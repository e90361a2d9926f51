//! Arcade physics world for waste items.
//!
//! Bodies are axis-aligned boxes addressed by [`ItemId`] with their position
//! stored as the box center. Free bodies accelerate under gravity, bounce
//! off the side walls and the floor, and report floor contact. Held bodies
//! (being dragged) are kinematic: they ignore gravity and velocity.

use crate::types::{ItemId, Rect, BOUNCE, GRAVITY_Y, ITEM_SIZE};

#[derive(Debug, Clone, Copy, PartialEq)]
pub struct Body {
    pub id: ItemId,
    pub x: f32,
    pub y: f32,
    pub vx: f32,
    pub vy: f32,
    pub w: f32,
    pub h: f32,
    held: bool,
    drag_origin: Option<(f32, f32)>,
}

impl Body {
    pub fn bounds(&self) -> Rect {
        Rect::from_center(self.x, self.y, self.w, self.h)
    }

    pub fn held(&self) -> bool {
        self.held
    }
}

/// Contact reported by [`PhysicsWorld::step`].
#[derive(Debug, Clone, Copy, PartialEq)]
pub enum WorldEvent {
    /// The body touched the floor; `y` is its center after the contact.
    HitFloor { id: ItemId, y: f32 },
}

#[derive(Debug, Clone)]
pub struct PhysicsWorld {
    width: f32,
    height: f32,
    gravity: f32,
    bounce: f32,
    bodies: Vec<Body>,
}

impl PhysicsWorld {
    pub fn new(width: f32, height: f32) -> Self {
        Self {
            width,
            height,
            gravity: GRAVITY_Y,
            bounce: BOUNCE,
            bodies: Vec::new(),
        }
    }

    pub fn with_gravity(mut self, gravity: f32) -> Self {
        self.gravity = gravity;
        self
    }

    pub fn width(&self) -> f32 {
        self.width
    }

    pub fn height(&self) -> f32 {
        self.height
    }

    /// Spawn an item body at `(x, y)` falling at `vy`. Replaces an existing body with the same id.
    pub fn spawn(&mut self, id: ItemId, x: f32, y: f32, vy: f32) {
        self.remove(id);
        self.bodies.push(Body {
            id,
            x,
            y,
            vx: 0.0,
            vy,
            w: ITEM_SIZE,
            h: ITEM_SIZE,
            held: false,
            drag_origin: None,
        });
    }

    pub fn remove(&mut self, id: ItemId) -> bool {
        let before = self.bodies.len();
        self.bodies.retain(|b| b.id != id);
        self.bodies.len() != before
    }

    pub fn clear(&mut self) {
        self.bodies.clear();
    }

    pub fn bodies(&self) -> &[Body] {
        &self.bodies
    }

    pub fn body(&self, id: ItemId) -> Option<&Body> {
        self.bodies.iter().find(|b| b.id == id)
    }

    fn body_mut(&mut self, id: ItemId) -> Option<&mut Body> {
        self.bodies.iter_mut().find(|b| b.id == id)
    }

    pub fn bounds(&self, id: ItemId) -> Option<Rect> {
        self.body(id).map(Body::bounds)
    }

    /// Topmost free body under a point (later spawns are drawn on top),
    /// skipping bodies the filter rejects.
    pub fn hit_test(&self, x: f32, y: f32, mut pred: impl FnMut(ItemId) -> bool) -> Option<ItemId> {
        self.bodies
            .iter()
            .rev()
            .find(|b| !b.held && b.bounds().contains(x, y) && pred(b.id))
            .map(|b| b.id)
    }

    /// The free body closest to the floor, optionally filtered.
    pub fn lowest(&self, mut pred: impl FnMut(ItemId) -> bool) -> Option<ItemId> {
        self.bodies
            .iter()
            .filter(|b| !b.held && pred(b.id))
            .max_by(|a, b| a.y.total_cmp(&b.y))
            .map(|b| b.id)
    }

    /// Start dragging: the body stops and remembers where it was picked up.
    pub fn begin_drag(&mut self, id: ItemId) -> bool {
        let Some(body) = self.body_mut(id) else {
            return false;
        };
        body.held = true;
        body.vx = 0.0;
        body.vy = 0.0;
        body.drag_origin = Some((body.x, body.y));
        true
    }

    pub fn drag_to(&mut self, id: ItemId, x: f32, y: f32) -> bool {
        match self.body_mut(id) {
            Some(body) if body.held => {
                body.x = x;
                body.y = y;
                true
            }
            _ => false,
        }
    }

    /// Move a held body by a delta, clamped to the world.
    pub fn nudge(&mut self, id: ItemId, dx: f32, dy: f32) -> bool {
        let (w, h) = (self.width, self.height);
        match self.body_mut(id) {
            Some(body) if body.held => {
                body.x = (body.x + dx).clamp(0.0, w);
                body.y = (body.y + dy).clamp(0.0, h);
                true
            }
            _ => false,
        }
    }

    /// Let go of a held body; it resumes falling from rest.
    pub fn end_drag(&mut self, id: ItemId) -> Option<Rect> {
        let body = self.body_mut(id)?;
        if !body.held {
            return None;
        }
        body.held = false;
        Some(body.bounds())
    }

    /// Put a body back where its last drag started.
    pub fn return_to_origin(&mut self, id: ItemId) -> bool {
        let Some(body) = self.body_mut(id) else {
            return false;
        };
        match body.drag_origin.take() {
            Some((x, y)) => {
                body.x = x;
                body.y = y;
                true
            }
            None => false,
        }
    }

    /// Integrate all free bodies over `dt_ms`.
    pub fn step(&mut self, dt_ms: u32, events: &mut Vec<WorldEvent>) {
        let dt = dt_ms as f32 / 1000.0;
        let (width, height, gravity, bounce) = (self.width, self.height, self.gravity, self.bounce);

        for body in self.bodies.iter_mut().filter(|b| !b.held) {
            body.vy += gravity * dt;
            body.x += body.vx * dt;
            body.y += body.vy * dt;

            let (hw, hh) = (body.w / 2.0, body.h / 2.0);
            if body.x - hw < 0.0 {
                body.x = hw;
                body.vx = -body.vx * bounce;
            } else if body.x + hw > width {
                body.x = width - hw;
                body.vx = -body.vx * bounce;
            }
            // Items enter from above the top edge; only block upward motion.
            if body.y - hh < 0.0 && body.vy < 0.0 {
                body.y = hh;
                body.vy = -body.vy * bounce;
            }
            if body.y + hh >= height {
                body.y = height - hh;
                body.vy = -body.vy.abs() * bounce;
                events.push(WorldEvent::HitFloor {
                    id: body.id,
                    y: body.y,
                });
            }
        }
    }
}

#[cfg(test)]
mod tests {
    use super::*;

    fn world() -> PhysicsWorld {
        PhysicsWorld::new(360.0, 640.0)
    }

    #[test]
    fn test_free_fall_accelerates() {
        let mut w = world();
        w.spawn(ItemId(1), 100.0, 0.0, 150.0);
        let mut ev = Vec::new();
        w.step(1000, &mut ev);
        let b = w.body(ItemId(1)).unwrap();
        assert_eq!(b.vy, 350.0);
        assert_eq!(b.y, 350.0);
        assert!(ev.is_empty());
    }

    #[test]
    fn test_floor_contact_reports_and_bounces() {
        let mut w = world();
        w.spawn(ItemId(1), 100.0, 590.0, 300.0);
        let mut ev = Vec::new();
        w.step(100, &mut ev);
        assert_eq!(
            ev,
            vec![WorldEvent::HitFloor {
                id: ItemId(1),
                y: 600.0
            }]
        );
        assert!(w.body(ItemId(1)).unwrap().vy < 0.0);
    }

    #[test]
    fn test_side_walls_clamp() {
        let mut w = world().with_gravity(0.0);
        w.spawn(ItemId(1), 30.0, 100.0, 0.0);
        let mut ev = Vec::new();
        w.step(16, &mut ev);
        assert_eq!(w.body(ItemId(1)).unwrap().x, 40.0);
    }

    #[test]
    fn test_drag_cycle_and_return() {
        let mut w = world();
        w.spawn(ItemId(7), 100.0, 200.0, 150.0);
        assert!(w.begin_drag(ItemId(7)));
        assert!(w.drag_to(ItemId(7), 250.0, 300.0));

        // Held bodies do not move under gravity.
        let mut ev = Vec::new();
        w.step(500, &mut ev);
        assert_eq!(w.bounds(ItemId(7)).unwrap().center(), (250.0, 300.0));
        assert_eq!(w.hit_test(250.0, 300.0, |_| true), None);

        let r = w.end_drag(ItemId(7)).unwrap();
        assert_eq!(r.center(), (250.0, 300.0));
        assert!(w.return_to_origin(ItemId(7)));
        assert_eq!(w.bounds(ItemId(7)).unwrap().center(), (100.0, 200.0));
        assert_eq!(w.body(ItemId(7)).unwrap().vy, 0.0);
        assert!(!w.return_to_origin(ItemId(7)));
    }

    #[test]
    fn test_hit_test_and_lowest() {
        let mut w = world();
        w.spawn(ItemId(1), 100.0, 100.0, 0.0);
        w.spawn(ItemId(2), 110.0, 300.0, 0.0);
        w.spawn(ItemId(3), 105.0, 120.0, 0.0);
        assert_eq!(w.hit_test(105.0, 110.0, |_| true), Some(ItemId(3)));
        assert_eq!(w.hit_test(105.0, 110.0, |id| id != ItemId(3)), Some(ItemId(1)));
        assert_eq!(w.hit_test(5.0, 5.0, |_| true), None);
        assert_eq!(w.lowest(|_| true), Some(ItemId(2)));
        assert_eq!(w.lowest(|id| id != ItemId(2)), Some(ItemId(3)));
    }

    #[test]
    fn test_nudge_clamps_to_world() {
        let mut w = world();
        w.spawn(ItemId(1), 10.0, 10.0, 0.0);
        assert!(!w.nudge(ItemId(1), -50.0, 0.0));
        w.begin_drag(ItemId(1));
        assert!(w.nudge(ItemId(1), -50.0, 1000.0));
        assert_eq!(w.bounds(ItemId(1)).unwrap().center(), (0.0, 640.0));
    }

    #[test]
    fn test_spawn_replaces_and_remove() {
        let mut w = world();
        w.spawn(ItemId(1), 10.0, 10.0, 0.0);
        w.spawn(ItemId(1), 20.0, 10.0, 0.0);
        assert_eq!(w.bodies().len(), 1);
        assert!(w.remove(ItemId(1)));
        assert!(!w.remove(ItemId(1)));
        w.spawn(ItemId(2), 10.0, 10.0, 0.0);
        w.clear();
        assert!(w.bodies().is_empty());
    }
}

- - - - - - -

▶ _What is required_:
Give again, unchanged, the lines running from the top of the material above through the line that has "Contact reported by", and nothing more.

▶ _Solution to this problem_:
repository e90361a2d9926f51
//! Arcade physics world for waste items.
//!
//! Bodies are axis-aligned boxes addressed by [`ItemId`] with their position
//! stored as the box center. Free bodies accelerate under gravity, bounce
//! off the side walls and the floor, and report floor contact. Held bodies
//! (being dragged) are kinematic: they ignore gravity and velocity.

use crate::types::{ItemId, Rect, BOUNCE, GRAVITY_Y, ITEM_SIZE};

#[derive(Debug, Clone, Copy, PartialEq)]
pub struct Body {
    pub id: ItemId,
    pub x: f32,
    pub y: f32,
    pub vx: f32,
    pub vy: f32,
    pub w: f32,
    pub h: f32,
    held: bool,
    drag_origin: Option<(f32, f32)>,
}

impl Body {
    pub fn bounds(&self) -> Rect {
        Rect::from_center(self.x, self.y, self.w, self.h)
    }

    pub fn held(&self) -> bool {
        self.held
    }
}

/// Contact reported by [`PhysicsWorld::step`].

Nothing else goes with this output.